The survey was open for three months online and was also available in paper form. Ten questions covered the format, time of day, time of year, cost and location of the evening; thirty eight Fellows responded to the survey. An overwhelming 98% of respondents felt the Society should continue to run an annual Fellows’ event. The preferred time of year varied considerably: overall the most popular times being between AprilJune (37%) and October–December (31%); twenty eight percent of respondents didn’t mind what time of year the event took place.

The current format of the event is an invited speaker and a meal. Fellows were asked which of the four suggested formats they would prefer (Figure 1). The most popular option, (77% responses), was an invited speaker and meal. Two respondents made additional suggestions: visit a place of interest such as the House of Commons and the event should be informal.

When asked whether a sit down meal or buffet was preferable, 62% respondents selected the less formal buffet. Reasons given for this 14 • Summer 2012 / Maplines

preference included, that it would allow attendees to circulate and network and may offer a cheaper attendance fee.

The Fellows’ Evening has been held in London over previous years. 80% of respondents thought this was a suitable location. However nine respondents added a comment to this answer. It was suggested that the event should move around the country or be on an evening prior to the Annual Symposium to encourage

more people to attend. Other suggested locations included Birmingham, Taunton, Oxford, Cambridge and Scotland.

Fellows were asked what time of day they would like the event to take place. The most popular option was ‘Evening with networking in the bar before the event’ (48%). It was suggested the event should run after another meeting e.g. Council Meeting.

Cost to attend is important to everyone. Fellows were offered four price brackets for three options: speaker only, meal only, speaker and meal. For an event which was speaker only or meal only 93% and 68% respondents respectively felt that £25-£30 was appropriate. For a speaker and meal almost half respondents, 48%, selected £31-£45 and 31% selected £46-£60.

Fellows were asked who should be invited to attend the event, whether this should be Fellows only, all BCS members or also include nonmembers. Although the highest return was for Fellows, BCS members and non-members, comments suggested that

non-members should be from specific groups such as spouses/invited guest of Fellows or Fellows of other societies or professional bodies e.g FRGS. FRICS. With a greater number of attendees BCS Fellows may then receive a small discount to attend.

Finally we asked Fellows for additional comments and recommendations for speakers: sixteen responses gave varied answers.
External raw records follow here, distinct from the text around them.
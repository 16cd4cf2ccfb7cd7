//! End-to-end tests for the repost pipeline
//!
//! Drive videos through download, promotion, posting and expiry using the
//! real stores and jobs, with scripted external services.

mod common;

use common::{drain_events, TestPipeline, DAY, T0};
use async_trait::async_trait;
use reposter_server::background_jobs::{
    create_coordinator, BackgroundJob, HookEvent, JobContext, JobError, JobSchedule,
};
use reposter_server::clock::Clock;
use reposter_server::config::{DownloadQueueSettings, StorageSettings};
use reposter_server::download_queue::{DownloadErrorKind, DownloadOutcome};
use reposter_server::error::PipelineError;
use reposter_server::events::LifecycleEvent;
use reposter_server::pipeline_store::{JobStatus, PostStatus, VideoStatus};
use reposter_server::storage::{blob_key, PromoteOutcome};
use std::collections::HashSet;
use std::path::Path;
use std::sync::atomic::{AtomicUsize, Ordering};
use std::sync::Arc;
use std::time::Duration;
use tokio::sync::Notify;
use tokio_util::sync::CancellationToken;

#[tokio::test]
async fn test_video_moves_from_download_to_expiry() {
    let pipeline = TestPipeline::new();
    let mut events = pipeline.subscribe();
    pipeline.enqueue("a", 0);
    let (mut coordinator, handle) = pipeline.coordinator(CancellationToken::new()).await;

    coordinator.trigger_job("download_drain").await.unwrap();
    coordinator.wait_for_running_jobs().await;
    let video = pipeline.video("a");
    assert_eq!(video.status, VideoStatus::Downloaded);
    let local_path = video.local_path.expect("local path recorded");
    assert!(Path::new(&local_path).exists());

    coordinator.trigger_job("promotion").await.unwrap();
    coordinator.wait_for_running_jobs().await;
    let video = pipeline.video("a");
    assert_eq!(video.durable_path, Some(blob_key("a", ".mp4")));
    assert_eq!(video.durable_expires_at, Some(T0 + 7 * DAY));

    let post = pipeline
        .scheduler()
        .schedule("a", "main-account", T0 + 600, Some("reposted"))
        .unwrap();
    coordinator.trigger_job("post_dispatch").await.unwrap();
    coordinator.wait_for_running_jobs().await;
    assert_eq!(
        pipeline.scheduler().get_post(post.id).unwrap().status,
        PostStatus::Queued
    );

    pipeline.clock.advance_secs(600);
    coordinator.trigger_job("post_dispatch").await.unwrap();
    coordinator.wait_for_running_jobs().await;
    let post = pipeline.scheduler().get_post(post.id).unwrap();
    assert_eq!(post.status, PostStatus::Posted);
    assert_eq!(post.post_id, Some(format!("remote-{}", post.id)));
    assert_eq!(pipeline.publisher.published_videos(), vec!["a".to_string()]);
    assert_eq!(pipeline.video("a").status, VideoStatus::Posted);

    pipeline.clock.set(T0 + 6 * DAY);
    coordinator.trigger_job("storage_reaper").await.unwrap();
    coordinator.wait_for_running_jobs().await;
    assert_eq!(pipeline.video("a").status, VideoStatus::Posted);

    pipeline.clock.set(T0 + 8 * DAY);
    coordinator.trigger_job("storage_reaper").await.unwrap();
    coordinator.wait_for_running_jobs().await;
    let video = pipeline.video("a");
    assert_eq!(video.status, VideoStatus::Expired);
    assert!(video.local_path.is_none());
    assert!(!Path::new(&local_path).exists());

    let reaper = handle.get_job("storage_reaper").await.unwrap();
    let last_run = reaper.last_run.unwrap();
    assert_eq!(last_run.status, "success");
    assert_eq!(last_run.triggered_by, "manual");

    let kinds: Vec<_> = drain_events(&mut events)
        .iter()
        .map(|e| e.kind())
        .collect();
    for kind in [
        "download_completed",
        "video_promoted",
        "post_succeeded",
        "reaper_summary",
    ] {
        assert!(kinds.contains(&kind), "missing {} in {:?}", kind, kinds);
    }
}

#[test]
fn test_concurrent_workers_never_share_a_lease() {
    let pipeline = TestPipeline::new();
    for i in 0..24 {
        pipeline.enqueue(&format!("v{}", i), i % 3);
    }
    let queue = Arc::clone(pipeline.queue());

    let leased: Vec<i64> = std::thread::scope(|scope| {
        let workers: Vec<_> = (0..6)
            .map(|n| {
                let queue = Arc::clone(&queue);
                scope.spawn(move || {
                    let worker = format!("worker-{}", n);
                    let mut mine = Vec::new();
                    while let Some(job) = queue.lease_next(&worker).unwrap() {
                        assert_eq!(job.lease_owner.as_deref(), Some(worker.as_str()));
                        mine.push(job.id);
                    }
                    mine
                })
            })
            .collect();
        workers
            .into_iter()
            .flat_map(|w| w.join().unwrap())
            .collect()
    });

    let unique: HashSet<_> = leased.iter().copied().collect();
    assert_eq!(leased.len(), 24);
    assert_eq!(unique.len(), 24);
    assert_eq!(queue.stats().unwrap().in_progress, 24);
}

#[test]
fn test_priority_wins_over_arrival_order() {
    let pipeline = TestPipeline::new();
    for (video_id, priority) in [("old-low", 0), ("old-high", 5), ("new-low", 0), ("new-high", 5)] {
        pipeline.enqueue(video_id, priority);
        pipeline.clock.advance_secs(1);
    }

    let order: Vec<String> = std::iter::from_fn(|| pipeline.queue().lease_next("w").unwrap())
        .map(|job| job.video_id)
        .collect();
    assert_eq!(order, vec!["old-high", "new-high", "old-low", "new-low"]);
}

#[tokio::test]
async fn test_download_fails_for_good_after_three_attempts() {
    let pipeline = TestPipeline::new();
    let mut events = pipeline.subscribe();
    pipeline.downloader.fail("a", DownloadErrorKind::Connection);
    pipeline.enqueue("a", 0);
    let queue = pipeline.queue();
    let registry = &pipeline.components.downloaders;
    let cancel = CancellationToken::new();

    let mut outcomes = Vec::new();
    for wait in [0, 30, 60] {
        pipeline.clock.advance_secs(wait);
        let job = queue.lease_next("w").unwrap().expect("job is leasable");
        outcomes.push(queue.process(registry, job, "w", &cancel).await.unwrap());
    }

    assert!(matches!(outcomes[0], DownloadOutcome::Retrying { attempts: 1, .. }));
    assert!(matches!(outcomes[1], DownloadOutcome::Retrying { attempts: 2, .. }));
    assert_eq!(outcomes[2], DownloadOutcome::Failed { attempts: 3 });
    assert!(queue.lease_next("w").unwrap().is_none());
    assert_eq!(pipeline.video("a").status, VideoStatus::Failed);

    let failures: Vec<_> = drain_events(&mut events)
        .into_iter()
        .filter_map(|e| match e {
            LifecycleEvent::DownloadFailed(f) => Some(f),
            _ => None,
        })
        .collect();
    assert_eq!(failures.len(), 1);
    assert_eq!(failures[0].video_id, "a");
    assert_eq!(failures[0].attempts, 3);

    // An operator retry after the outage gets a fresh budget.
    pipeline.downloader.heal("a");
    let job = queue.list_jobs(Some(JobStatus::Failed), 10, 0).unwrap().remove(0);
    queue.retry_failed(job.id).unwrap();
    let job = queue.lease_next("w").unwrap().unwrap();
    assert!(matches!(
        queue.process(registry, job, "w", &cancel).await.unwrap(),
        DownloadOutcome::Completed { .. }
    ));
}

#[test]
fn test_enqueue_rejects_second_active_job() {
    let pipeline = TestPipeline::new();
    pipeline.enqueue("a", 0);
    let err = pipeline
        .queue()
        .enqueue("a", "https://videos.example/a", 9)
        .unwrap_err();
    assert!(matches!(err, PipelineError::DuplicateJob { .. }));
}

#[tokio::test]
async fn test_schedule_validation() {
    let pipeline = TestPipeline::new();
    pipeline.enqueue("ready", 0);
    pipeline.enqueue("not-downloaded", 0);
    let job = pipeline.queue().lease_next("w").unwrap().unwrap();
    assert_eq!(job.video_id, "ready");
    pipeline
        .queue()
        .process(
            &pipeline.components.downloaders,
            job,
            "w",
            &CancellationToken::new(),
        )
        .await
        .unwrap();

    let scheduler = pipeline.scheduler();
    assert!(matches!(
        scheduler.schedule("ready", "acct", T0 - 3_600, None),
        Err(PipelineError::InvalidSchedule(_))
    ));
    assert!(matches!(
        scheduler.schedule("not-downloaded", "acct", T0 + 60, None),
        Err(PipelineError::InvalidSchedule(_))
    ));
    assert!(matches!(
        scheduler.schedule("ready", "  ", T0 + 60, None),
        Err(PipelineError::InvalidSchedule(_))
    ));
    assert!(matches!(
        scheduler.schedule("missing", "acct", T0 + 60, None),
        Err(PipelineError::NotFound { .. })
    ));
    // Slightly in the past is still accepted.
    let post = scheduler.schedule("ready", "acct", T0 - 30, None).unwrap();
    assert_eq!(post.status, PostStatus::Queued);
}

#[tokio::test]
async fn test_promotion_is_idempotent() {
    let pipeline = TestPipeline::new();
    pipeline.enqueue("a", 0);
    let (mut coordinator, _) = pipeline.coordinator(CancellationToken::new()).await;
    coordinator.trigger_job("download_drain").await.unwrap();
    coordinator.wait_for_running_jobs().await;
    let local_path = pipeline.video("a").local_path.unwrap();

    let storage = pipeline.storage();
    let first = storage.promote("a", Path::new(&local_path)).await.unwrap();
    pipeline.clock.advance_days(1);
    let second = storage.promote("a", Path::new(&local_path)).await.unwrap();

    let durable_path = blob_key("a", ".mp4");
    assert_eq!(
        first,
        PromoteOutcome::Promoted {
            durable_path: durable_path.clone(),
            expires_at: T0 + 7 * DAY,
        }
    );
    assert_eq!(second, PromoteOutcome::AlreadyPromoted { durable_path });
    // Expiry is not pushed out by the second call.
    assert_eq!(pipeline.video("a").durable_expires_at, Some(T0 + 7 * DAY));
    assert_eq!(storage.stats().await.unwrap().total_files, 1);
}

#[tokio::test]
async fn test_reaper_failure_on_one_artifact_spares_the_rest() {
    let pipeline = TestPipeline::with_settings(
        DownloadQueueSettings::default(),
        StorageSettings {
            retention_days: 2,
            ..Default::default()
        },
    );
    for video_id in ["a", "b", "c"] {
        pipeline.enqueue(video_id, 0);
    }
    let (mut coordinator, handle) = pipeline.coordinator(CancellationToken::new()).await;
    coordinator.trigger_job("download_drain").await.unwrap();
    coordinator.wait_for_running_jobs().await;
    coordinator.trigger_job("promotion").await.unwrap();
    coordinator.wait_for_running_jobs().await;

    pipeline.blobs.fail_delete(&blob_key("b", ".mp4"));
    pipeline.clock.advance_days(3);
    let report = pipeline.storage().reap(pipeline.clock.now()).await.unwrap();
    assert_eq!((report.deleted, report.errors, report.total), (2, 1, 3));
    assert_eq!(pipeline.video("a").status, VideoStatus::Expired);
    assert_eq!(pipeline.video("b").status, VideoStatus::Downloaded);
    assert_eq!(pipeline.video("c").status, VideoStatus::Expired);

    // The job reports the partial failure and the next run finishes the work.
    pipeline.blobs.heal();
    coordinator.trigger_job("storage_reaper").await.unwrap();
    coordinator.wait_for_running_jobs().await;
    assert_eq!(pipeline.video("b").status, VideoStatus::Expired);
    let last_run = handle.get_job("storage_reaper").await.unwrap().last_run.unwrap();
    assert_eq!(last_run.status, "success");
}

/// Blocks until released so overlapping triggers can be observed.
struct GateJob {
    started: Notify,
    release: Notify,
    runs: AtomicUsize,
}

#[async_trait]
impl BackgroundJob for GateJob {
    fn id(&self) -> &'static str {
        "gate"
    }

    fn name(&self) -> &'static str {
        "Gate"
    }

    fn description(&self) -> &'static str {
        "Waits for the test to release it"
    }

    fn schedule(&self) -> JobSchedule {
        JobSchedule::Hook(HookEvent::OnDownloadComplete)
    }

    async fn execute(&self, _ctx: &JobContext) -> Result<(), JobError> {
        self.runs.fetch_add(1, Ordering::SeqCst);
        self.started.notify_one();
        self.release.notified().await;
        Ok(())
    }
}

#[tokio::test]
async fn test_job_never_runs_twice_at_once() {
    let pipeline = TestPipeline::new();
    let shutdown = CancellationToken::new();
    let (mut coordinator, handle) =
        create_coordinator(pipeline.components.clone(), shutdown.clone());
    let gate = Arc::new(GateJob {
        started: Notify::new(),
        release: Notify::new(),
        runs: AtomicUsize::new(0),
    });
    coordinator.register_job(gate.clone()).await;
    let coordinator_task = tokio::spawn(async move { coordinator.run().await });

    assert!(matches!(
        handle.trigger_job("does_not_exist").await,
        Err(JobError::NotFound)
    ));

    handle.trigger_job("gate").await.unwrap();
    gate.started.notified().await;
    assert!(handle.is_job_running("gate").await);
    assert!(matches!(
        handle.trigger_job("gate").await,
        Err(JobError::AlreadyRunning)
    ));

    gate.release.notify_one();
    let deadline = std::time::Instant::now() + Duration::from_secs(5);
    while handle.is_job_running("gate").await {
        assert!(std::time::Instant::now() < deadline, "gate job never finished");
        tokio::time::sleep(Duration::from_millis(10)).await;
    }
    assert_eq!(gate.runs.load(Ordering::SeqCst), 1);
    assert_eq!(
        handle.get_job("gate").await.unwrap().last_run.unwrap().status,
        "success"
    );

    shutdown.cancel();
    coordinator_task.await.unwrap();
}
Several Fellows stated that they have been unable to attend recent events, due to personal reasons rather than lack of interest. For the themes, general interest cartography was popular, and we should use the event to promote what we do as a society to those that have not heard of us. So what next for the Programme Committee? The first action is to confirm this year’s event. Based on responses from this survey we are opting for 31 October in London. The event will be in the evening with an invited speaker and meal where we will do our best to achieve the price range preferred. To attract more attendees we will hold the event after another meeting, for this year this will be the AGM. In the meantime we will map the postcodes of Fellows’ home addresses to identify other locations that we may chose for future years. We will also continue with our plan to ask for members’ feedback on other events and will work with the Convenors of the Special Interest Groups (SIGs) to ensure we cover all events we hold. Finally, a big thank you to all respondents to the survey; we appreciate your time in completing the survey as it gives us valuable feedback on the work we do for the Society. We hope you agree it was quick and easy to complete and that you will encourage others to complete future surveys. Your comments count.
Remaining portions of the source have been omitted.